Abstract

Studies in mice and humans suggests that HOX genes integrate the myelodysplastic and leukemogenic activities of different oncogenes. HOXA9 has been identified as a major downstream target in patients with MLL translocations and amplifications. Since upregulation of HOXA9 and other specific HOX genes is more frequent than MLL deregulation, additional upstream pathways have to be postulated. Given the fact that HOXA9 is targeted by several yet to be identified mechanisms, we asked whether other members of the HOX9 paralog group are also highly expressed in myeloid malignancies. Microarray gene expression analysis of 449 AML patients revealed that besides HOXA9 (61% of all cases), HOXB9 is upregulated in 15% of the cases, whereas the overexpression of HOXC9 and HOXD9 expression is a very rare event (>1% of all cases). High levels of HOXB9 expression did not correlate with low levels of HOXA9 expression ruling out the possibility that HOXB9 compensates for a lack of HOXA9 activity in the leukemogenesis of a HOXA9 negative AML cases. Moreover, within the cytogenetically defined subgroups inv(16), t(15;17), t(8;21) that have no HOXA9 expression at all, HOXB9 was also low or absent. The analysis of 27 AML cell lines revealed a gene expression pattern of HOXA9 and HOXB9 that reflected the frequency of overexpression found in patient samples (14/27 showed HOXA9 expression; 6/27 showed HOXB9 expression). Interestingly, the absolute expression level of HOXB9 mRNA in cell lines is about 10fold higher than HOXA9 as measured by real-time RT-PCR. Western-blotting with an antibody recognizing both HOXA9 and HOXB9 confirmed this result on the protein level. However, the analysis of the absolute levels in normal CD34+ bone marrow cells revealed an inverse ratio, with very low levels of HOXB9. Taken together these results indicate that HOXB9 expression is aberrant in the leukemic clone.

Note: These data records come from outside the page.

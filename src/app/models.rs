//! Data models for statement processing
//!
//! This module contains the canonical record types produced by the section
//! parser. The three record shapes (section marker, order, amendment) are a
//! tagged union so that "which fields are meaningful" is a compile-time fact
//! rather than a convention over one wide nullable struct.

use serde_json::{json, Map, Value};

use crate::constants::{issues, sections};

// =============================================================================
// Derived Tags
// =============================================================================

/// Event classification derived from a row's status or enclosing section
#[derive(Debug, Clone, Copy, PartialEq, Eq)]
pub enum EventType {
    /// Order executed
    Fill,
    /// Order canceled or rejected
    Cancel,
    /// Order still working at export time
    Working,
    /// Amendment sub-row
    Amend,
    /// Anything else
    Other,
}

impl EventType {
    /// Derive from an explicit status value (policy (a) of the builder)
    pub fn from_status(status: &str) -> Self {
        if status == "FILLED" {
            EventType::Fill
        } else if status == "CANCELED" || status.starts_with("REJECTED") {
            EventType::Cancel
        } else {
            EventType::Other
        }
    }

    /// Derive from the enclosing section's canonical name (policy (b))
    pub fn from_section(section: &str) -> Self {
        match section {
            s if s == sections::FILLED => EventType::Fill,
            s if s == sections::CANCELED => EventType::Cancel,
            s if s == sections::WORKING => EventType::Working,
            _ => EventType::Other,
        }
    }

    /// Wire tag for the flat output schema
    pub fn as_str(&self) -> &'static str {
        match self {
            EventType::Fill => "fill",
            EventType::Cancel => "cancel",
            EventType::Working => "working",
            EventType::Amend => "amend",
            EventType::Other => "other",
        }
    }
}

/// Asset classification derived from a row's type token
#[derive(Debug, Clone, Copy, PartialEq, Eq)]
pub enum AssetType {
    /// CALL or PUT type token
    Option,
    /// STOCK type token
    Stock,
    /// ETF type token
    Etf,
}

impl AssetType {
    /// Derive from the uppercased type token; unknown tokens map to `None`
    pub fn from_type_token(token: &str) -> Option<Self> {
        match token {
            "CALL" | "PUT" => Some(AssetType::Option),
            "STOCK" => Some(AssetType::Stock),
            "ETF" => Some(AssetType::Etf),
            _ => None,
        }
    }

    /// Wire tag for the flat output schema
    pub fn as_str(&self) -> &'static str {
        match self {
            AssetType::Option => "OPTION",
            AssetType::Stock => "STOCK",
            AssetType::Etf => "ETF",
        }
    }
}

// =============================================================================
// Field Types
// =============================================================================

/// A parsed quantity.
///
/// Malformed quantity strings are retained verbatim rather than coerced to
/// null, so no value is silently dropped; the accompanying issue token marks
/// the parse failure.
#[derive(Debug, Clone, PartialEq)]
pub enum Qty {
    /// Parsed integer quantity (signed or absolute per configuration)
    Count(i64),
    /// Original trimmed text of an unparsable quantity cell
    Raw(String),
}

impl Qty {
    /// JSON rendering: numbers stay numbers, raw fallbacks stay strings
    pub fn to_json(&self) -> Value {
        match self {
            Qty::Count(n) => json!(n),
            Qty::Raw(s) => json!(s),
        }
    }
}

/// Option contract fields present when a row's type token is CALL or PUT
#[derive(Debug, Clone, PartialEq, Default)]
pub struct OptionLeg {
    /// Normalized expiry date (ISO calendar date)
    pub exp_date: Option<String>,

    /// Strike price
    pub strike: Option<f64>,

    /// Contract right, "CALL" or "PUT"
    pub right: Option<String>,
}

impl OptionLeg {
    fn to_json(&self) -> Value {
        json!({
            "exp_date": self.exp_date,
            "strike": self.strike,
            "right": self.right,
        })
    }
}

/// Revised order terms carried by an amendment sub-row
#[derive(Debug, Clone, PartialEq, Default)]
pub struct AmendmentDetail {
    /// Reference number linking the amendment to its order
    pub reference: Option<String>,

    /// Revised stop price (first bare numeric cell in the row)
    pub stop_price: Option<f64>,

    /// Revised order type token, if any
    pub order_type: Option<String>,

    /// Revised time-in-force token, if any
    pub tif: Option<String>,
}

impl AmendmentDetail {
    fn to_json(&self) -> Value {
        json!({
            "ref": self.reference,
            "stop_price": self.stop_price,
            "order_type": self.order_type,
            "tif": self.tif,
        })
    }
}

/// Provenance tag attached to records during batch processing
#[derive(Debug, Clone, PartialEq)]
pub struct SourceFile {
    /// Base name of the originating file
    pub name: String,

    /// 0-based position of the file in the batch list
    pub index: usize,
}

// =============================================================================
// Record Variants
// =============================================================================

/// Marker record for a section boundary or column-header row
#[derive(Debug, Clone, PartialEq)]
pub struct SectionMarker {
    /// Canonical section name in effect
    pub section: String,

    /// 1-based source row index
    pub row_index: usize,

    /// Verbatim original row text
    pub raw: String,

    /// Batch provenance, absent for single-file runs
    pub source: Option<SourceFile>,
}

/// Canonical order record produced from one admissible data row
#[derive(Debug, Clone, PartialEq)]
pub struct OrderRecord {
    pub section: String,
    pub row_index: usize,
    pub raw: String,
    pub issues: Vec<String>,

    /// Execution time; populated in filled-order sections
    pub exec_time: Option<String>,

    /// Cancellation time; populated in canceled-order sections
    pub time_canceled: Option<String>,

    /// Placement time; populated in working-order sections
    pub time_placed: Option<String>,

    pub side: Option<String>,
    pub qty: Option<Qty>,
    pub pos_effect: Option<String>,
    pub symbol: Option<String>,

    /// Expiry cell as seen on the row (normalized form lives in `option`)
    pub exp: Option<String>,

    pub strike: Option<f64>,

    /// Instrument type token (CALL, PUT, STOCK, ETF, ...)
    pub type_code: Option<String>,

    pub spread: Option<String>,
    pub price: Option<f64>,
    pub net_price: Option<f64>,
    pub price_improvement: Option<f64>,
    pub order_type: Option<String>,
    pub tif: Option<String>,
    pub status: Option<String>,
    pub notes: Option<String>,
    pub mark: Option<f64>,

    /// Derived event classification
    pub event_type: EventType,

    /// Derived asset classification, `None` when the type token is unknown
    pub asset_type: Option<AssetType>,

    /// Option contract sub-structure, present for CALL/PUT rows
    pub option: Option<OptionLeg>,

    pub source: Option<SourceFile>,
}

/// Amendment record refining the immediately preceding order row
#[derive(Debug, Clone, PartialEq)]
pub struct AmendmentRecord {
    pub section: String,
    pub row_index: usize,
    pub raw: String,
    pub issues: Vec<String>,

    /// Captured amendment terms
    pub amendment: AmendmentDetail,

    pub source: Option<SourceFile>,
}

/// A canonical record emitted by the section parser
#[derive(Debug, Clone, PartialEq)]
pub enum Record {
    /// Section boundary or column-header marker
    SectionMarker(SectionMarker),
    /// Order data row
    Order(OrderRecord),
    /// Amendment sub-row
    Amendment(AmendmentRecord),
}

impl Record {
    /// Canonical section name this record belongs to
    pub fn section(&self) -> &str {
        match self {
            Record::SectionMarker(m) => &m.section,
            Record::Order(o) => &o.section,
            Record::Amendment(a) => &a.section,
        }
    }

    /// 1-based source row index
    pub fn row_index(&self) -> usize {
        match self {
            Record::SectionMarker(m) => m.row_index,
            Record::Order(o) => o.row_index,
            Record::Amendment(a) => a.row_index,
        }
    }

    /// Verbatim original row text
    pub fn raw(&self) -> &str {
        match self {
            Record::SectionMarker(m) => &m.raw,
            Record::Order(o) => &o.raw,
            Record::Amendment(a) => &a.raw,
        }
    }

    /// True for section/header marker records
    pub fn is_marker(&self) -> bool {
        matches!(self, Record::SectionMarker(_))
    }

    /// Best-available timestamp for in-section ordering: execution time,
    /// then cancellation time, then placement time. Markers and amendments
    /// carry none.
    pub fn timestamp(&self) -> Option<&str> {
        match self {
            Record::Order(o) => o
                .exec_time
                .as_deref()
                .or(o.time_canceled.as_deref())
                .or(o.time_placed.as_deref()),
            _ => None,
        }
    }

    /// Attach batch provenance
    pub fn set_source(&mut self, source: SourceFile) {
        match self {
            Record::SectionMarker(m) => m.source = Some(source),
            Record::Order(o) => o.source = Some(source),
            Record::Amendment(a) => a.source = Some(source),
        }
    }

    /// Render the unified flat output object.
    ///
    /// Every key of the unified schema is present on every record; fields
    /// that do not apply to a variant are null. Marker records carry the
    /// literal `section_header` issue tag.
    pub fn to_flat_json(&self) -> Value {
        let mut obj = Map::new();
        obj.insert("section".into(), json!(self.section()));
        obj.insert("row_index".into(), json!(self.row_index()));

        match self {
            Record::SectionMarker(_) => {
                fill_null_order_fields(&mut obj);
                obj.insert("event_type".into(), Value::Null);
                obj.insert("asset_type".into(), Value::Null);
                obj.insert("option".into(), Value::Null);
                obj.insert("amendment".into(), Value::Null);
                obj.insert("raw".into(), json!(self.raw()));
                obj.insert("issues".into(), json!([issues::SECTION_HEADER]));
            }
            Record::Order(o) => {
                obj.insert("exec_time".into(), json!(o.exec_time));
                obj.insert("time_canceled".into(), json!(o.time_canceled));
                obj.insert("time_placed".into(), json!(o.time_placed));
                obj.insert("side".into(), json!(o.side));
                obj.insert(
                    "qty".into(),
                    o.qty.as_ref().map(Qty::to_json).unwrap_or(Value::Null),
                );
                obj.insert("pos_effect".into(), json!(o.pos_effect));
                obj.insert("symbol".into(), json!(o.symbol));
                obj.insert("exp".into(), json!(o.exp));
                obj.insert("strike".into(), json!(o.strike));
                obj.insert("type".into(), json!(o.type_code));
                obj.insert("spread".into(), json!(o.spread));
                obj.insert("price".into(), json!(o.price));
                obj.insert("net_price".into(), json!(o.net_price));
                obj.insert("price_improvement".into(), json!(o.price_improvement));
                obj.insert("order_type".into(), json!(o.order_type));
                obj.insert("tif".into(), json!(o.tif));
                obj.insert("status".into(), json!(o.status));
                obj.insert("notes".into(), json!(o.notes));
                obj.insert("mark".into(), json!(o.mark));
                obj.insert("event_type".into(), json!(o.event_type.as_str()));
                obj.insert(
                    "asset_type".into(),
                    o.asset_type
                        .map(|a| json!(a.as_str()))
                        .unwrap_or(Value::Null),
                );
                obj.insert(
                    "option".into(),
                    o.option
                        .as_ref()
                        .map(OptionLeg::to_json)
                        .unwrap_or(Value::Null),
                );
                obj.insert("amendment".into(), Value::Null);
                obj.insert("raw".into(), json!(o.raw));
                obj.insert("issues".into(), json!(o.issues));
            }
            Record::Amendment(a) => {
                fill_null_order_fields(&mut obj);
                obj.insert("event_type".into(), json!(EventType::Amend.as_str()));
                obj.insert("asset_type".into(), Value::Null);
                obj.insert("option".into(), Value::Null);
                obj.insert("amendment".into(), a.amendment.to_json());
                obj.insert("raw".into(), json!(a.raw));
                obj.insert("issues".into(), json!(a.issues));
            }
        }

        let source = match self {
            Record::SectionMarker(m) => m.source.as_ref(),
            Record::Order(o) => o.source.as_ref(),
            Record::Amendment(a) => a.source.as_ref(),
        };
        if let Some(src) = source {
            obj.insert("source_file".into(), json!(src.name));
            obj.insert("source_file_index".into(), json!(src.index));
        }

        Value::Object(obj)
    }
}

/// Insert the typed order fields as nulls, preserving the unified key order
fn fill_null_order_fields(obj: &mut Map<String, Value>) {
    for key in [
        "exec_time",
        "time_canceled",
        "time_placed",
        "side",
        "qty",
        "pos_effect",
        "symbol",
        "exp",
        "strike",
        "type",
        "spread",
        "price",
        "net_price",
        "price_improvement",
        "order_type",
        "tif",
        "status",
        "notes",
        "mark",
    ] {
        obj.insert(key.into(), Value::Null);
    }
}

impl OrderRecord {
    /// Construct an empty order record envelope for one source row
    pub fn new(section: impl Into<String>, row_index: usize, raw: impl Into<String>) -> Self {
        Self {
            section: section.into(),
            row_index,
            raw: raw.into(),
            issues: Vec::new(),
            exec_time: None,
            time_canceled: None,
            time_placed: None,
            side: None,
            qty: None,
            pos_effect: None,
            symbol: None,
            exp: None,
            strike: None,
            type_code: None,
            spread: None,
            price: None,
            net_price: None,
            price_improvement: None,
            order_type: None,
            tif: None,
            status: None,
            notes: None,
            mark: None,
            event_type: EventType::Other,
            asset_type: None,
            option: None,
            source: None,
        }
    }
}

To identify downstream pathways driven by HOXB9 overexpression we designed two highly efficient siRNAs targeting HOXB9 and knocked down its expression by retroviral transduction. In comparison to cells expressing a control siRNA, the resulting cell lines showed <5% of the control HOXB9 protein levels and a reduction in the cellular growth rate. Consequently, HOXB9 expression is required for the rapid growth of these AML cells. To gain insight into the molecular mechanisms underlying this phenotype we are performing global gene expression analysis. Gene set enrichment analysis (GSEA) and related approaches will be used to extract relevant candidate pathways for further analysis.

Our results indicate that aberrant expression of HOXB9 inhibits the differentiation of leukemic myeloid progenitor cells and maintains the cells of the leukemic clone in an undifferentiated and rapidly proliferative state.